Majority of family owned businesses in Pakistan are concentrated in the Manufacturing sector and about half are being run by their founders, (now in the over-40 bracket). Less than a third of these businesses employ more than 400 staff, or at least openly declare that they do. (Source: AERC Study on family owned businesses.) The overwhelming majority of family owned businesses are interested in expanding their businesses but have no clear growth strategies. Their situation is similar to their western counterparts 2 centuries ago. American and European family owned businesses were struggling with growth when Adam Smith wrote 'The Wealth of Nations'. Today's Pakistani businesses have a doubtless advantage: They have 3 centuries of western management experience and research available to them.

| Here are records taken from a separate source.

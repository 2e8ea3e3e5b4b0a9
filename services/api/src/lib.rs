mod cli;
mod demo;
mod infra;
mod routes;
mod server;

use traffic_intake::error::AppError;

pub async fn run() -> Result<(), AppError> {
    cli::run().await
}
use chrono::{Duration, NaiveDate, NaiveDateTime, NaiveTime};
use serde::Serialize;

use super::domain::{FormState, IntakeStep, YesNo};

const REQUIRED_PHONE_DIGITS: usize = 10;

/// Gatekeeper for the "continue" action on each intake step.
///
/// `bypass` is the demo/test mode switch; when set every predicate passes without looking
/// at the form.
#[derive(Debug, Clone, Copy, PartialEq, Eq, Default)]
pub struct StepValidator {
    bypass: bool,
}

/// Whether a single step currently allows forward navigation.
#[derive(Debug, Clone, Copy, PartialEq, Eq, Serialize)]
pub struct StepValidity {
    pub step: IntakeStep,
    pub label: &'static str,
    pub valid: bool,
}

impl StepValidator {
    pub fn strict() -> Self {
        Self { bypass: false }
    }

    pub fn bypassed() -> Self {
        Self { bypass: true }
    }

    pub fn with_bypass(bypass: bool) -> Self {
        Self { bypass }
    }

    pub fn is_bypassed(&self) -> bool {
        self.bypass
    }

    /// `now` is the caller's local wall-clock time; the 24-hour window is evaluated
    /// against it on every call.
    pub fn is_step_valid(&self, step: IntakeStep, state: &FormState, now: NaiveDateTime) -> bool {
        if self.bypass {
            return true;
        }

        match step {
            IntakeStep::CustomerInfo => customer_info_complete(state),
            IntakeStep::TrafficNeeds => traffic_documents_complete(state),
            IntakeStep::RoadwayClass => state.roadway_class.is_some(),
            IntakeStep::Schedule => schedule_acknowledged(state, now),
            IntakeStep::JobLocation
            | IntakeStep::WorkCategory
            | IntakeStep::WorkType
            | IntakeStep::SignsCatalog
            | IntakeStep::ThankYou => true,
        }
    }

    pub fn report(&self, state: &FormState, now: NaiveDateTime) -> Vec<StepValidity> {
        IntakeStep::ALL
            .iter()
            .map(|&step| StepValidity {
                step,
                label: step.label(),
                valid: self.is_step_valid(step, state, now),
            })
            .collect()
    }
}

/// True when the start date, taken as local midnight, is less than a day away.
/// Dates already in the past count as within the window.
pub fn is_within_24_hours(start_date: Option<NaiveDate>, now: NaiveDateTime) -> bool {
    match start_date {
        Some(date) => date.and_time(NaiveTime::MIN) - now < Duration::hours(24),
        None => false,
    }
}

fn customer_info_complete(state: &FormState) -> bool {
    state.client_status.is_some()
        && !state.company_name.trim().is_empty()
        && !state.contact_name.trim().is_empty()
        && state.phone_digits().len() == REQUIRED_PHONE_DIGITS
        && !state.email.trim().is_empty()
        && state.sms_consent.is_some()
}

fn traffic_documents_complete(state: &FormState) -> bool {
    let permit_ok = match state.has_permit {
        Some(YesNo::No) => true,
        Some(YesNo::Yes) => state.has_permit_document(),
        None => false,
    };

    let tcp_ok = match state.has_tcp {
        Some(YesNo::No) => state.tcp_type.is_some(),
        Some(YesNo::Yes) => state.has_tcp_document(),
        None => false,
    };

    permit_ok && tcp_ok && !state.configuration.is_empty()
}

fn schedule_acknowledged(state: &FormState, now: NaiveDateTime) -> bool {
    state.billing_terms_accepted
        && state.scheduling_notice_accepted
        && state.start_date.is_some()
        && (!is_within_24_hours(state.start_date, now) || state.double_charge_accepted)
}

Despite the advantage, business owner-managers hesitate in adopting these "foreign imports". The most commonly quoted fear is the uniqueness of the Pakistani corporate culture and the imagined incompatibility of modern management concepts with the business environment in Pakistan. And this hesitation results in limited growth.

Fortunately, the new generation of owner-managers taking over from their entrepreneur parents are more open to change. Family owned businesses are beginning to value professionalism and are ready for the leap to Six Sigma.

MULTINATIONAL CORPORATIONS

Many Multinationals are increasing their investment portfolio in Pakistan, establishing themselves as significant players in the economy. These organizations are frequently the pioneers at introducing modern management practices to the Pakistani business community.

Several multinationals already have Six Sigma available to their operations in Pakistan. They are applying Six Sigma in manufacturing, transactional processes (Finance) as well as the service sector.

CONCLUSION

If we succeed in implementing Six Sigma across industries, it can help Pakistani businesses gain a 'sustainable competitive advantage' over their international competitors.

Most Pakistani businesses are small and agile. This makes their management and communication structures simpler and the implementation of Six Sigma easier. What we need is visionary managers and business owners willing to take their business to a higher playing field.

As I mentioned, Six Sigma training costs are very high at the moment, but more affordable training is becoming available locally.

Six Sigma in the Pakistani public sector remains a distant dream, though closer to realization than it was 5 years ago. Fulfilling this dream would mean a quantum leap in governance, cost management and effectiveness.

If the Pakistani industry is an aircraft preparing for take-off, the adaptation of Six Sigma could be the take-off point.

Kamran Kiyani is a Six Sigma professional at GE. He is currently stationed in Singapore.